= Task to complete =
Could you set down exactly the lines in the records below between the line holding "static GET_RE: Lazy<Regex>" and the line holding "pub enum ContextCommand<'a>", inclusive?

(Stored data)

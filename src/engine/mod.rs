//! Boundary traits for the columnar query engine.
//!
//! The bridge never speaks the wire protocol itself; a host supplies a
//! [`Connector`] and the session it opens. One session is acquired per script
//! execution and dropped when the script finishes.

use thiserror::Error;

use crate::value::Value;

#[derive(Debug, Error)]
pub enum EngineError {
    /// Session could not be established.
    #[error("connection failed: {0}")]
    Connection(String),
    /// Transport or evaluation fault after the session was up.
    #[error("{0}")]
    Eval(String),
}

/// An open session against the engine.
///
/// Backend-side failures (a q error result) are not `Err` here: they come
/// back as `Ok(Value::Error(..))`, since the engine delivered a value.
pub trait QueryEngine {
    /// Evaluates one expression and returns its raw result.
    fn eval(&mut self, expr: &str) -> Result<Value, EngineError>;

    /// Binds `value` to `name` on the engine side, for results pulled back
    /// out of the shared context.
    fn set(&mut self, name: &str, value: &Value) -> Result<(), EngineError>;
}

/// Session factory. Connecting and dropping happens once per script run.
pub trait Connector {
    fn connect(&self) -> Result<Box<dyn QueryEngine>, EngineError>;
}
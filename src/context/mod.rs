//! Shared named-value context.
//!
//! Script lines using the `.ctx.` namespace hand a render result to a
//! later execution: `.ctx.name:expr` stores the rendered result of `expr`,
//! and `target:.ctx.name` pulls a stored result back and binds it on the
//! engine under `target`.

use std::collections::HashMap;

use once_cell::sync::Lazy;
use regex::Regex;
use serde::{Deserialize, Serialize};

use crate::render::{OutputKind, RenderedOutput};
use crate::value::{Atom, Column, Table, Value};

pub const CONTEXT_MARKER: &str = ".ctx.";

static PUT_RE: Lazy<Regex> = Lazy::new(|| Regex::new(r"^\.ctx\.([\w.]+):(.+)$").unwrap());
static GET_RE: Lazy<Regex> = Lazy::new(|| Regex::new(r"^([\w.]+):\.ctx\.([\w.]+)$").unwrap());

/// A context line, split out from plain query lines by the script runner.
#[derive(Debug, PartialEq, Eq)]
pub enum ContextCommand<'a> {
    Put { name: &'a str, expr: &'a str },
    Get { target: &'a str, name: &'a str },
}

/// Recognizes a context command. Lines mentioning the marker that fit
/// neither shape yield `None` and fall through as ordinary query lines.
pub fn parse_command(line: &str) -> Option<ContextCommand<'_>> {
    if !line.contains(CONTEXT_MARKER) {
        return None;
    }
    if line.starts_with(CONTEXT_MARKER) {
        let caps = PUT_RE.captures(line)?;
        return Some(ContextCommand::Put {
            name: caps.get(1)?.as_str(),
            expr: caps.get(2)?.as_str(),
        });
    }
    let caps = GET_RE.captures(line)?;
    Some(ContextCommand::Get {
        target: caps.get(1)?.as_str(),
        name: caps.get(2)?.as_str(),
    })
}

/// One stored render part: what was shown, plus how it was shown.
#[derive(Debug, Clone, PartialEq, Serialize, Deserialize)]
pub struct StoredResult {
    pub kind: OutputKind,
    pub text: String,
}

impl StoredResult {
    pub fn of(output: &RenderedOutput) -> Self {
        Self {
            kind: output.kind,
            text: output.payload.clone(),
        }
    }

    /// Rebuilds a value the engine can accept as input. Table text turns
    /// back into an all-string-column table (header line gives the names);
    /// plain text becomes a single character-sequence atom.
    pub fn to_value(&self) -> Value {
        match self.kind {
            OutputKind::Text => Value::Atom(Atom::Str(self.text.clone())),
            OutputKind::Table => {
                let mut lines = self.text.lines();
                let names: Vec<String> = lines
                    .next()
                    .map(|h| h.split('\t').map(str::to_string).collect())
                    .unwrap_or_default();
                let mut cells: Vec<Vec<String>> = vec![Vec::new(); names.len()];
                for row in lines {
                    for (i, cell) in row.split('\t').take(names.len()).enumerate() {
                        cells[i].push(cell.to_string());
                    }
                }
                let columns = cells.into_iter().map(Column::Str).collect();
                Value::Table(Table::new(names, columns))
            }
        }
    }
}

/// In-memory name -> result store, scoped by the embedding host. The engine
/// never manages its lifecycle; it only reads and writes entries.
#[derive(Debug, Default)]
pub struct ContextStore {
    entries: HashMap<String, StoredResult>,
}

impl ContextStore {
    pub fn new() -> Self {
        Self::default()
    }

    pub fn put(&mut self, name: impl Into<String>, result: StoredResult) {
        self.entries.insert(name.into(), result);
    }

    pub fn get(&self, name: &str) -> Option<&StoredResult> {
        self.entries.get(name)
    }
}
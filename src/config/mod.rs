//! Host property store: an rc file overlaid by environment variables.

use std::{
    collections::HashMap,
    env, fs,
    io::{BufRead, BufReader},
    path::PathBuf,
};

use directories::BaseDirs;

pub const MAX_ROWS_KEY: &str = "Q_MAX_ROWS";
pub const MAX_ROWS_DEFAULT: usize = 1000;

#[derive(Debug, Clone)]
pub struct Config {
    inner: HashMap<String, String>,
    pub config_path: PathBuf,
}

impl Config {
    pub fn load() -> Self {
        Self::load_from(default_config_path())
    }

    pub fn load_from(config_path: PathBuf) -> Self {
        let mut map = default_map();

        // Read the rc file if it exists
        if config_path.exists() {
            if let Ok(file) = fs::File::open(&config_path) {
                let reader = BufReader::new(file);
                for line in reader.lines().map_while(Result::ok) {
                    let line = line.trim();
                    if line.is_empty() || line.starts_with('#') {
                        continue;
                    }
                    if let Some((k, v)) = line.split_once('=') {
                        map.insert(k.trim().to_string(), v.trim().to_string());
                    }
                }
            }
        }

        // Overlay environment variables (take precedence)
        for (k, v) in env::vars() {
            if is_config_key(&k) {
                map.insert(k, v);
            }
        }

        Self { inner: map, config_path }
    }

    pub fn get(&self, key: &str) -> Option<String> {
        // ENV first
        if let Ok(v) = env::var(key) {
            return Some(v);
        }
        self.inner.get(key).cloned()
    }

    pub fn get_usize(&self, key: &str) -> Option<usize> {
        self.get(key).and_then(|v| v.parse::<usize>().ok())
    }

    pub fn host(&self) -> Option<String> {
        self.get("Q_SERVER_HOST")
    }

    pub fn port(&self) -> Option<u16> {
        self.get("Q_SERVER_PORT").and_then(|v| v.parse::<u16>().ok())
    }

    pub fn credentials(&self) -> (Option<String>, Option<String>) {
        (self.get("Q_SERVER_USER"), self.get("Q_SERVER_PASSWORD"))
    }
}

fn is_config_key(k: &str) -> bool {
    const KEYS: &[&str] = &[
        "Q_SERVER_HOST",
        "Q_SERVER_PORT",
        "Q_SERVER_USER",
        "Q_SERVER_PASSWORD",
        MAX_ROWS_KEY,
    ];

    KEYS.contains(&k) || k.starts_with("QBRIDGE_")
}

fn default_config_path() -> PathBuf {
    let base = BaseDirs::new()
        .map(|b| b.config_dir().to_path_buf())
        .unwrap_or_else(|| PathBuf::from("~/.config"));
    base.join("qbridge").join(".qbridgerc")
}

fn default_map() -> HashMap<String, String> {
    let mut m = HashMap::new();

    m.insert("Q_SERVER_HOST".into(), "localhost".into());
    m.insert("Q_SERVER_PORT".into(), "5000".into());
    m.insert(MAX_ROWS_KEY.into(), MAX_ROWS_DEFAULT.to_string());

    m
}
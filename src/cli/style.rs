//! CLI styling utilities
//!
//! Provides semantic styling via the [`Stylize`] trait with automatic
//! terminal color support detection (delegated to `owo-colors`).
//!
//! # Color Palette
//!
//! | Method       | Color  | Semantic Use                        |
//! |--------------|--------|-------------------------------------|
//! | `.accent()`  | Cyan   | Issue numbers, counts               |
//! | `.error()`   | Red    | Rejection details                   |
//! | `.warn()`    | Yellow | Partial success                     |
//! | `.muted()`   | Dim    | URLs, secondary information         |
//! | `.emphasis()`| Bold   | Repository name                     |
//!
//! Everything in this binary's report goes to stdout, so styles that
//! default to stderr detection are switched with [`Styled::for_stdout`].

use std::fmt::{self, Display};

pub use owo_colors::Stream;
use owo_colors::{OwoColorize, Style};

// ============================================================================
// Style definitions
// ============================================================================

const ACCENT: Style = Style::new().cyan();
const SUCCESS: Style = Style::new().green();
const ERROR: Style = Style::new().red();
const WARN: Style = Style::new().yellow();
const MUTED: Style = Style::new().dimmed();
const EMPHASIS: Style = Style::new().bold();

// ============================================================================
// Styled wrapper
// ============================================================================

/// A value with semantic styling applied.
///
/// Implements [`Display`] to render with ANSI codes when supported.
/// `owo-colors` handles `NO_COLOR`, `CLICOLOR`, `CLICOLOR_FORCE` and TTY
/// detection, so piped output is plain text.
#[derive(Clone, Debug)]
pub struct Styled<T> {
    value: T,
    style: Style,
    stream: Stream,
}

impl<T> Styled<T> {
    const fn new(value: T, style: Style, stream: Stream) -> Self {
        Self {
            value,
            style,
            stream,
        }
    }

    /// Override to render for stdout stream detection.
    #[must_use]
    pub const fn for_stdout(mut self) -> Self {
        self.stream = Stream::Stdout;
        self
    }
}

impl<T: Display> Display for Styled<T> {
    fn fmt(&self, f: &mut fmt::Formatter<'_>) -> fmt::Result {
        write!(
            f,
            "{}",
            self.value
                .if_supports_color(self.stream, |v| v.style(self.style))
        )
    }
}

// ============================================================================
// Stylize trait
// ============================================================================

/// Extension trait for semantic terminal styling.
///
/// Automatically implemented for all [`Display`] types.
pub trait Stylize: Display {
    /// Accent color (cyan) for primary information.
    fn accent(&self) -> Styled<&Self> {
        Styled::new(self, ACCENT, Stream::Stdout)
    }

    /// Error color (red) for failures. Default stream: stderr
    fn error(&self) -> Styled<&Self> {
        Styled::new(self, ERROR, Stream::Stderr)
    }

    /// Warning color (yellow) for attention-needed states. Default stream: stderr
    fn warn(&self) -> Styled<&Self> {
        Styled::new(self, WARN, Stream::Stderr)
    }

    /// Muted style (dim) for secondary information.
    fn muted(&self) -> Styled<&Self> {
        Styled::new(self, MUTED, Stream::Stdout)
    }

    /// Emphasis style (bold) for important text.
    fn emphasis(&self) -> Styled<&Self> {
        Styled::new(self, EMPHASIS, Stream::Stdout)
    }
}

impl<T: Display + ?Sized> Stylize for T {}

// ============================================================================
// Symbols
// ============================================================================

/// Success checkmark
pub const CHECK: &str = "✓";

/// Error/failure cross
pub const CROSS: &str = "✗";

/// Green checkmark for success states.
#[inline]
pub const fn check() -> Styled<&'static str> {
    Styled::new(CHECK, SUCCESS, Stream::Stdout)
}

/// Red cross for failure states (renders to stderr by default).
#[inline]
pub const fn cross() -> Styled<&'static str> {
    Styled::new(CROSS, ERROR, Stream::Stderr)
}

// ============================================================================
// Hyperlinks (OSC 8)
// ============================================================================

const fn to_hyperlink_stream(stream: Stream) -> supports_hyperlinks::Stream {
    match stream {
        Stream::Stdout => supports_hyperlinks::Stream::Stdout,
        Stream::Stderr => supports_hyperlinks::Stream::Stderr,
    }
}

/// Create a clickable hyperlink showing the URL itself.
///
/// Falls back to plain URL text in terminals that don't support OSC 8.
pub fn hyperlink_url(stream: Stream, url: &str) -> String {
    if supports_hyperlinks::on(to_hyperlink_stream(stream)) {
        terminal_link::Link::new(url, url).to_string()
    } else {
        url.to_string()
    }
}
//! Batch submission engine
//!
//! Submits issue descriptors one at a time, classifies each reply and folds
//! the outcomes into a run summary.

mod execute;
mod progress;

pub use execute::{BatchReport, classify_response, run_batch, submit_issue};
pub use progress::{NoopProgress, ProgressCallback};
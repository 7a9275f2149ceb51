//! issue-batch - bulk-create GitHub issues
//!
//! Reads issue descriptors from a JSON file and submits each one to a
//! repository's issue tracker, reporting per-issue and aggregate results.

pub mod config;
pub mod error;
pub mod input;
pub mod submit;
pub mod tracker;
pub mod types;
//! Issue tracker transport
//!
//! Abstracts the outbound create-issue call so the submission logic can run
//! against GitHub or a test double.

mod github;

pub use github::{ACCEPT_HEADER, GitHubIssues, USER_AGENT};

use crate::config::RepoConfig;
use crate::error::Result;
use crate::types::{ApiResponse, IssueDescriptor};
use async_trait::async_trait;

/// Transport for creating issues
///
/// Implementations return the raw status and body; classifying the reply is
/// left to the caller. Only network-level failures are errors here.
#[async_trait]
pub trait IssueTracker: Send + Sync {
    /// Send one create-issue request
    async fn create_issue(&self, descriptor: &IssueDescriptor) -> Result<ApiResponse>;

    /// Get the repository configuration
    fn config(&self) -> &RepoConfig;
}
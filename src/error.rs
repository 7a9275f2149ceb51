//! Error types for issue-batch

use std::path::PathBuf;
use thiserror::Error;

/// Errors that abort a batch run
///
/// A rejected issue (non-201 status) is not an error; it is recorded in
/// [`crate::types::SubmissionResult`] and the run continues.
#[derive(Debug, Error)]
pub enum Error {
    /// Input file could not be read
    #[error("failed to read {}", path.display())]
    Input {
        /// Path of the input file
        path: PathBuf,
        /// Underlying io error
        source: std::io::Error,
    },

    /// Input file is not a list of issue descriptors
    #[error("failed to parse {}", path.display())]
    Parse {
        /// Path of the input file
        path: PathBuf,
        /// Underlying decode error
        source: serde_json::Error,
    },

    /// Invalid configuration value
    #[error("configuration error: {0}")]
    Config(String),

    /// Network-level failure (DNS, connection, TLS)
    #[error("request failed")]
    Transport(#[from] reqwest::Error),

    /// Request exceeded the configured timeout
    #[error("request timed out after {0}s")]
    Timeout(u64),

    /// Creation reply did not carry the expected fields
    #[error("unexpected response shape: {0}")]
    ResponseShape(String),
}

/// Result type alias for issue-batch operations
pub type Result<T> = std::result::Result<T, Error>;
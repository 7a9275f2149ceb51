//! Mock issue tracker for testing
//!
//! These are test utilities - not every helper is used by every test binary.

#![allow(dead_code)]

use async_trait::async_trait;
use issue_batch::config::RepoConfig;
use issue_batch::error::{Error, Result};
use issue_batch::submit::ProgressCallback;
use issue_batch::tracker::IssueTracker;
use issue_batch::types::{ApiResponse, IssueDescriptor, RunSummary, SubmissionResult};
use std::collections::VecDeque;
use std::sync::Mutex;
use std::sync::atomic::{AtomicU64, Ordering};

use super::fixtures::{created_response, test_config};

/// Recording mock tracker
///
/// Features:
/// - Queued responses, consumed in call order
/// - Auto-incrementing `201 Created` replies once the queue is empty
/// - Call tracking for order verification
/// - Transport error injection at a given call index
pub struct MockTracker {
    config: RepoConfig,
    next_number: AtomicU64,
    responses: Mutex<VecDeque<ApiResponse>>,
    calls: Mutex<Vec<IssueDescriptor>>,
    fail_at: Mutex<Option<usize>>,
}

impl MockTracker {
    /// Create a mock that creates every issue
    pub fn new() -> Self {
        Self::with_config(test_config())
    }

    /// Create a mock with the given config
    pub fn with_config(config: RepoConfig) -> Self {
        Self {
            config,
            next_number: AtomicU64::new(1),
            responses: Mutex::new(VecDeque::new()),
            calls: Mutex::new(Vec::new()),
            fail_at: Mutex::new(None),
        }
    }

    /// Queue a reply for the next unanswered call
    pub fn push_response(&self, response: ApiResponse) {
        self.responses.lock().unwrap().push_back(response);
    }

    /// Make the call at `index` (0-based) fail at the transport level
    pub fn fail_transport_at(&self, index: usize) {
        *self.fail_at.lock().unwrap() = Some(index);
    }

    /// Titles of every descriptor sent, in call order
    pub fn call_titles(&self) -> Vec<String> {
        self.calls
            .lock()
            .unwrap()
            .iter()
            .map(|d| d.title.clone())
            .collect()
    }

    /// Number of create calls made
    pub fn call_count(&self) -> usize {
        self.calls.lock().unwrap().len()
    }
}

#[async_trait]
impl IssueTracker for MockTracker {
    async fn create_issue(&self, descriptor: &IssueDescriptor) -> Result<ApiResponse> {
        let index = {
            let mut calls = self.calls.lock().unwrap();
            calls.push(descriptor.clone());
            calls.len() - 1
        };

        if *self.fail_at.lock().unwrap() == Some(index) {
            return Err(Error::Timeout(self.config.timeout.as_secs()));
        }

        if let Some(response) = self.responses.lock().unwrap().pop_front() {
            return Ok(response);
        }

        let number = self.next_number.fetch_add(1, Ordering::SeqCst);
        Ok(created_response(number))
    }

    fn config(&self) -> &RepoConfig {
        &self.config
    }
}

/// Progress event captured by [`RecordingProgress`]
#[derive(Debug, Clone, PartialEq, Eq)]
pub enum ProgressEvent {
    Start(usize),
    Created(String, u64),
    Failed(String),
    Complete(RunSummary),
}

/// Progress callback that records every event
#[derive(Default)]
pub struct RecordingProgress {
    events: Mutex<Vec<ProgressEvent>>,
}

impl RecordingProgress {
    /// All recorded events, in order
    pub fn events(&self) -> Vec<ProgressEvent> {
        self.events.lock().unwrap().clone()
    }
}

#[async_trait]
impl ProgressCallback for RecordingProgress {
    async fn on_batch_start(&self, total: usize, _config: &RepoConfig) {
        self.events.lock().unwrap().push(ProgressEvent::Start(total));
    }

    async fn on_issue_created(&self, result: &SubmissionResult) {
        self.events.lock().unwrap().push(ProgressEvent::Created(
            result.descriptor.title.clone(),
            result.assigned_number.unwrap_or_default(),
        ));
    }

    async fn on_issue_failed(&self, result: &SubmissionResult) {
        self.events
            .lock()
            .unwrap()
            .push(ProgressEvent::Failed(result.descriptor.title.clone()));
    }

    async fn on_batch_complete(&self, summary: &RunSummary) {
        self.events
            .lock()
            .unwrap()
            .push(ProgressEvent::Complete(*summary));
    }
}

= Result of the task =
static GET_RE: Lazy<Regex> = Lazy::new(|| Regex::new(r"^([\w.]+):\.ctx\.([\w.]+)$").unwrap());

/// A context line, split out from plain query lines by the script runner.
#[derive(Debug, PartialEq, Eq)]
pub enum ContextCommand<'a> {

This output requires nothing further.